Colorado District Tartan
The Colorado District Tartan was officially recognized by Colorado's General Assembly in 1997. The Colorado tartan is registered with the International Association of Tartan Studies. The following is condensed from the house resolution:
"Coloradans of Scottish, Irish, and other Celtic descents have made significant contributions to the development and cultural richness of Colorado ... the district tartan ... may be worn by any resident or friend of Colorado, whether or not of Celtic heritage ...
July 1 is designated as Tartan Day and the people of Colorado should have an official tartan to wear on that day ...
The official state tartan is comprised of a pattern and colors that are symbolic of Colorado's splendor and history ... The crispness of the color blue captures the beauty of the clear Colorado skies and the coolness of forest green renders images of pine and spruce that grace the mountains with dignity;
The contrasting colors of lavender and white are reflective of the granite mountain peaks and the snow that crowns them in the winter months, inspiring the song America the Beautiful and its references to purple mountain majesties, and are found in the state flower, the white and lavender columbine;
The brilliance of the color gold signifies the vast wealth of mineral resources to which the mining industry was attracted and on which the state's early economy was built; ...The essence of the color red distinguishes the C on the state flag and also signifies the red sandstone soil which gave the area its name Colorado, meaning red in Spanish."

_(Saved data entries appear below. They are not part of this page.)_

use super::*;

#[derive(Debug, Clone, PartialEq)]
pub(crate) enum State {
  Completed,
  Continuing,
  Quit,
}

/// A single typing test run.
#[derive(Clone, Debug)]
pub(crate) struct App {
  characters: usize,
  errors: usize,
  guide: FingerGuide,
  input: String,
  position: usize,
  settings: Settings,
  start_time: Option<Instant>,
  text: String,
}

impl Default for App {
  fn default() -> Self {
    Self {
      characters: 0,
      errors: 0,
      guide: FingerGuide::default(),
      input: String::new(),
      position: 0,
      settings: Settings::default(),
      start_time: None,
      text: String::new(),
    }
  }
}

impl App {
  pub(crate) fn new(settings: &Settings) -> Self {
    let mut generator = rand::thread_rng();

    let text = (0..settings.word_count)
      .filter_map(|_| WORDS.choose(&mut generator).copied())
      .collect::<Vec<&str>>();

    Self {
      guide: FingerGuide::new(settings.show_finger_guide),
      settings: settings.clone(),
      text: text.join(" "),
      ..Default::default()
    }
  }

  fn accuracy(&self) -> Result<f64> {
    if self.characters == 0 {
      return Ok(100.00);
    }

    let correct_chars = self
      .characters
      .checked_sub(self.errors)
      .ok_or_else(|| anyhow!("character count underflow"))?;

    let accuracy = (correct_chars as f64 / self.characters as f64) * 100.0;

    if accuracy.is_finite() {
      Ok(accuracy)
    } else {
      Err(anyhow!("accuracy calculation produced invalid result"))
    }
  }

  /// Characters still in the input, split into those matching the text and
  /// those that do not.
  fn classify(&self) -> (usize, usize) {
    self
      .input
      .chars()
      .zip(self.text.chars())
      .fold((0, 0), |(correct, incorrect), (typed, expected)| {
        if typed == expected {
          (correct + 1, incorrect)
        } else {
          (correct, incorrect + 1)
        }
      })
  }

  fn display(&self, w: &mut impl Write) -> Result {
    queue!(w, Clear(ClearType::All), MoveTo(0, 0))?;

    let input_characters = self.input.chars().collect::<Vec<char>>();

    for (i, expected_character) in self.text.chars().enumerate() {
      queue!(
        w,
        SetForegroundColor(match i.cmp(&self.position) {
          Ordering::Less => match input_characters.get(i) {
            Some(&typed_character) if typed_character == expected_character => Color::Green,
            _ => Color::Red,
          },
          Ordering::Equal => Color::Yellow,
          Ordering::Greater => Color::White,
        }),
        Print(expected_character),
      )?;
    }

    let stats = self.stats()?;

    queue!(
      w,
      ResetColor,
      MoveToNextLine(2),
      SetForegroundColor(Tone::for_wpm(stats.wpm).color()),
      Print(&stats),
      ResetColor,
    )?;

    if let Some(remaining) = self.remaining() {
      queue!(
        w,
        MoveToNextLine(1),
        Print(format!("Time left: {}", format_time(remaining.as_secs()))),
      )?;
    }

    queue!(
      w,
      MoveToNextLine(1),
      Print("[tab] finger guide    [esc] quit"),
    )?;

    if let Some(panel) = self.guide.render(&self.settings) {
      panel.draw(w)?;
    }

    w.flush()?;

    Ok(())
  }

  fn elapsed(&self) -> Duration {
    let elapsed = self
      .start_time
      .map(|start_time| start_time.elapsed())
      .unwrap_or_default();

    match self.settings.duration {
      Some(duration) => elapsed.min(Duration::from_secs(duration)),
      None => elapsed,
    }
  }

  fn handle_action(&mut self, action: Action) -> State {
    match action {
      Action::Delete => {
        if !self.input.is_empty() {
          self.input.pop();

          if self.position > 0 {
            self.position -= 1;
          }
        }

        State::Continuing
      }
      Action::Escape => State::Quit,
      Action::Insert(c) => {
        let target_chars = self.text.chars().collect::<Vec<char>>();

        if self.position < target_chars.len() {
          self.start_time.get_or_insert_with(Instant::now);

          let expected_char = target_chars[self.position];

          self.input.push(c);
          self.characters += 1;

          if c != expected_char {
            self.errors += 1;
          }

          self.position += 1;

          if self.position >= target_chars.len() {
            State::Completed
          } else {
            State::Continuing
          }
        } else {
          State::Continuing
        }
      }
      Action::ToggleGuide => {
        self.guide.toggle();
        State::Continuing
      }
    }
  }

  fn remaining(&self) -> Option<Duration> {
    self
      .settings
      .duration
      .map(|duration| Duration::from_secs(duration).saturating_sub(self.elapsed()))
  }

  /// Runs until the text is finished or the time runs out, returning the
  /// final statistics, or `None` if the user quit.
  pub(crate) fn run(&mut self, w: &mut impl Write) -> Result<Option<Stats>> {
    loop {
      self.display(w)?;

      if self.tick() == State::Completed {
        return Ok(Some(self.stats()?));
      }

      if event::poll(Duration::from_millis(100))? {
        if let Some(action) = Action::from_event(event::read()?) {
          match self.handle_action(action) {
            State::Completed => return Ok(Some(self.stats()?)),
            State::Quit => return Ok(None),
            State::Continuing => continue,
          }
        }
      }
    }
  }

  pub(crate) fn stats(&self) -> Result<Stats> {
    let (correct_chars, incorrect_chars) = self.classify();

    Ok(Stats {
      accuracy: self.accuracy()?.round(),
      characters_typed: self.characters,
      correct_chars,
      errors: self.errors,
      incorrect_chars,
      time_elapsed: self.elapsed().as_secs(),
      wpm: self.wpm()?.round(),
    })
  }

  fn tick(&self) -> State {
    match self.remaining() {
      Some(remaining) if remaining.is_zero() => State::Completed,
      _ => State::Continuing,
    }
  }

  fn wpm(&self) -> Result<f64> {
    let elapsed = self.elapsed().as_secs_f64();

    if elapsed <= 0.0 {
      return Ok(0.0);
    }

    let words = self.position as f64 / 5.0;

    let minutes = elapsed / 60.0;

    let wpm = words / minutes;

    if wpm.is_finite() {
      Ok(wpm)
    } else {
      Err(anyhow!("wpm calculation produced invalid result"))
    }
  }
}

#[cfg(test)]
mod tests {
  use {super::*, approx::assert_abs_diff_eq};

  fn started(seconds: u64) -> Option<Instant> {
    Some(Instant::now() - Duration::from_secs(seconds))
  }

  #[test]
  fn new_generates_requested_word_count() {
    let app = App::new(&Settings {
      word_count: 7,
      ..Default::default()
    });

    assert_eq!(app.text.split(' ').count(), 7);
    assert!(app.text.split(' ').all(|word| WORDS.contains(&word)));
    assert_eq!(app.start_time, None);
  }

  #[test]
  fn new_takes_guide_visibility_from_settings() {
    let app = App::new(&Settings {
      show_finger_guide: true,
      ..Default::default()
    });

    assert!(app.guide.show);
  }

  #[test]
  fn type_correct_char() {
    let mut app = App {
      text: "hello".into(),
      ..Default::default()
    };

    assert_eq!(app.handle_action(Action::Insert('h')), State::Continuing);

    assert_eq!(app.position, 1);
    assert_eq!(app.input, "h");
    assert_eq!(app.errors, 0);
    assert_eq!(app.characters, 1);
  }

  #[test]
  fn type_incorrect_char() {
    let mut app = App {
      text: "hello".into(),
      ..Default::default()
    };

    assert_eq!(app.handle_action(Action::Insert('x')), State::Continuing);

    assert_eq!(app.position, 1);
    assert_eq!(app.input, "x");
    assert_eq!(app.errors, 1);
    assert_eq!(app.characters, 1);
  }

  #[test]
  fn first_insert_starts_clock() {
    let mut app = App {
      text: "hello".into(),
      ..Default::default()
    };

    assert_eq!(app.start_time, None);

    app.handle_action(Action::Insert('h'));

    assert!(app.start_time.is_some());
  }

  #[test]
  fn complete_typing() {
    let mut app = App {
      text: "hi".into(),
      ..Default::default()
    };

    assert_eq!(app.handle_action(Action::Insert('h')), State::Continuing);

    assert_eq!(app.handle_action(Action::Insert('i')), State::Completed);
  }

  #[test]
  fn insert_past_end_is_ignored() {
    let mut app = App {
      text: "a".into(),
      ..Default::default()
    };

    assert_eq!(app.handle_action(Action::Insert('a')), State::Completed);
    assert_eq!(app.handle_action(Action::Insert('b')), State::Continuing);

    assert_eq!(app.input, "a");
    assert_eq!(app.characters, 1);
  }

  #[test]
  fn backspace() {
    let mut app = App {
      text: "hello".into(),
      ..Default::default()
    };

    for c in "he".chars() {
      assert_eq!(app.handle_action(Action::Insert(c)), State::Continuing);
    }

    assert_eq!(app.input, "he");
    assert_eq!(app.position, 2);

    assert_eq!(app.handle_action(Action::Delete), State::Continuing);

    assert_eq!(app.input, "h");
    assert_eq!(app.position, 1);
  }

  #[test]
  fn backspace_empty() {
    let mut app = App {
      text: "hello".into(),
      ..Default::default()
    };

    assert_eq!(app.handle_action(Action::Delete), State::Continuing);

    assert_eq!(app.input, "");
    assert_eq!(app.position, 0);
  }

  #[test]
  fn escape_quits() {
    let mut app = App::default();

    assert_eq!(app.handle_action(Action::Escape), State::Quit);
  }

  #[test]
  fn toggle_guide() {
    let mut app = App::default();

    assert_eq!(app.handle_action(Action::ToggleGuide), State::Continuing);
    assert!(app.guide.show);

    assert_eq!(app.handle_action(Action::ToggleGuide), State::Continuing);
    assert!(!app.guide.show);
  }

  #[test]
  fn accuracy() {
    let mut app = App {
      text: "test".into(),
      ..Default::default()
    };

    assert_eq!(app.accuracy().unwrap(), 100.0);

    assert_eq!(app.handle_action(Action::Insert('t')), State::Continuing);
    assert_eq!(app.accuracy().unwrap(), 100.0);

    assert_eq!(app.handle_action(Action::Insert('x')), State::Continuing);
    assert_eq!(app.accuracy().unwrap(), 50.0);

    assert_eq!(app.handle_action(Action::Insert('s')), State::Continuing);

    assert_abs_diff_eq!(app.accuracy().unwrap(), 66.66, epsilon = 0.01);

    assert_eq!(app.handle_action(Action::Insert('t')), State::Completed);

    assert_abs_diff_eq!(app.accuracy().unwrap(), 75.0, epsilon = 0.01);
  }

  #[test]
  fn wpm() {
    let mut app = App {
      start_time: started(60),
      text: "hello world test".into(),
      ..Default::default()
    };

    for c in "hello worl".chars() {
      app.handle_action(Action::Insert(c));
    }

    assert_abs_diff_eq!(app.wpm().unwrap(), 2.0, epsilon = 0.01);

    app.start_time = started(30);

    assert_abs_diff_eq!(app.wpm().unwrap(), 4.0, epsilon = 0.01);

    for c in "d test".chars() {
      app.handle_action(Action::Insert(c));
    }

    assert_abs_diff_eq!(app.wpm().unwrap(), 6.4, epsilon = 0.01);
  }

  #[test]
  fn wpm_before_start_is_zero() {
    let app = App {
      text: "hello".into(),
      ..Default::default()
    };

    assert_eq!(app.wpm().unwrap(), 0.0);
  }

  #[test]
  fn stats_after_correction() {
    let mut app = App {
      start_time: started(6),
      text: "hello".into(),
      ..Default::default()
    };

    app.handle_action(Action::Insert('h'));
    app.handle_action(Action::Insert('x'));
    app.handle_action(Action::Delete);

    for c in "ell".chars() {
      assert_eq!(app.handle_action(Action::Insert(c)), State::Continuing);
    }

    assert_eq!(app.handle_action(Action::Insert('o')), State::Completed);

    let stats = app.stats().unwrap();

    assert_eq!(stats.characters_typed, 6);
    assert_eq!(stats.errors, 1);
    assert_eq!(stats.correct_chars, 5);
    assert_eq!(stats.incorrect_chars, 0);
    assert_eq!(stats.accuracy, 83.0);
    assert_eq!(stats.wpm, 10.0);
    assert_eq!(stats.time_elapsed, 6);
    assert!(stats.correct_chars + stats.incorrect_chars <= stats.characters_typed);
  }

  #[test]
  fn stats_count_uncorrected_mistakes() {
    let mut app = App {
      text: "abc".into(),
      ..Default::default()
    };

    for c in "axc".chars() {
      app.handle_action(Action::Insert(c));
    }

    let stats = app.stats().unwrap();

    assert_eq!(stats.correct_chars, 2);
    assert_eq!(stats.incorrect_chars, 1);
    assert_eq!(stats.errors, 1);
  }

  #[test]
  fn untimed_tick_continues() {
    let app = App {
      start_time: started(3600),
      text: "hello".into(),
      ..Default::default()
    };

    assert_eq!(app.tick(), State::Continuing);
    assert_eq!(app.remaining(), None);
  }

  #[test]
  fn timed_test_completes_when_time_runs_out() {
    let mut app = App {
      settings: Settings {
        duration: Some(2),
        ..Default::default()
      },
      text: "hello".into(),
      ..Default::default()
    };

    assert_eq!(app.tick(), State::Continuing);
    assert_eq!(app.remaining(), Some(Duration::from_secs(2)));

    app.start_time = started(5);

    assert_eq!(app.tick(), State::Completed);
    assert_eq!(app.remaining(), Some(Duration::ZERO));
    assert_eq!(app.stats().unwrap().time_elapsed, 2);
  }

  #[test]
  fn display_draws_text_and_stats() {
    let app = App {
      guide: FingerGuide::new(true),
      settings: Settings {
        duration: Some(30),
        ..Default::default()
      },
      text: "hi".into(),
      ..Default::default()
    };

    let mut output = Vec::new();

    app.display(&mut output).unwrap();

    let output = String::from_utf8(output).unwrap();

    assert!(output.contains("WPM: 0"));
    assert!(output.contains("Time left: 30s"));
    assert!(output.contains("Finger Guide"));
  }
}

Tartan refers to fabric woven into plaid patterns representing clans (families) or regions in Scotland. In old Scotland, the tartan was used for clothing and as a banner or flag. Because a family or community worked the cloth together, their clothing was made of the same patterns, and so a person could be recognized by the tartan plaid that he wore. Tartans can also be designed as a symbol commemorating a special event or person.